Collected data entries =>
================================

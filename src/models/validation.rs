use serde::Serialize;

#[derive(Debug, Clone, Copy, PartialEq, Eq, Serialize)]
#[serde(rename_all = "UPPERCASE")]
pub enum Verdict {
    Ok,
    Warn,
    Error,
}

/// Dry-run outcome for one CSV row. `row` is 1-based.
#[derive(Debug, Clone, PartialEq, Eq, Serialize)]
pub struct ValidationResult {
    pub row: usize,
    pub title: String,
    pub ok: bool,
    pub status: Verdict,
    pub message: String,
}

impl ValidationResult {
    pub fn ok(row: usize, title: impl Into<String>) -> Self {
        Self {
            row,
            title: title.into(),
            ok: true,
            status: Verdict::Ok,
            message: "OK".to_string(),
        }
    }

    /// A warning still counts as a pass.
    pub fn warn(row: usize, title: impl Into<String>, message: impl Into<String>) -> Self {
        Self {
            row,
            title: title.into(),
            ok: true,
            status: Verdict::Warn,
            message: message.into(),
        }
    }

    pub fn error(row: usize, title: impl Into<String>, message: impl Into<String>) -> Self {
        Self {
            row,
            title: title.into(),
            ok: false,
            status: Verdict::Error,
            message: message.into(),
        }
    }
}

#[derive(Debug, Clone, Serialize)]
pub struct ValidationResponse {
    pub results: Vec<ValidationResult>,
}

================================

EXERCISE DETAILS =>
Set down the lines of the records exactly, from the first one through the line containing "#[derive(Debug, Clone, PartialEq, Eq, Serialize)]", and add nothing else.

WORKED SOLUTION =>
filename src/models/validation.rs
use serde::Serialize;

#[derive(Debug, Clone, Copy, PartialEq, Eq, Serialize)]
#[serde(rename_all = "UPPERCASE")]
pub enum Verdict {
    Ok,
    Warn,
    Error,
}

/// Dry-run outcome for one CSV row. `row` is 1-based.
#[derive(Debug, Clone, PartialEq, Eq, Serialize)]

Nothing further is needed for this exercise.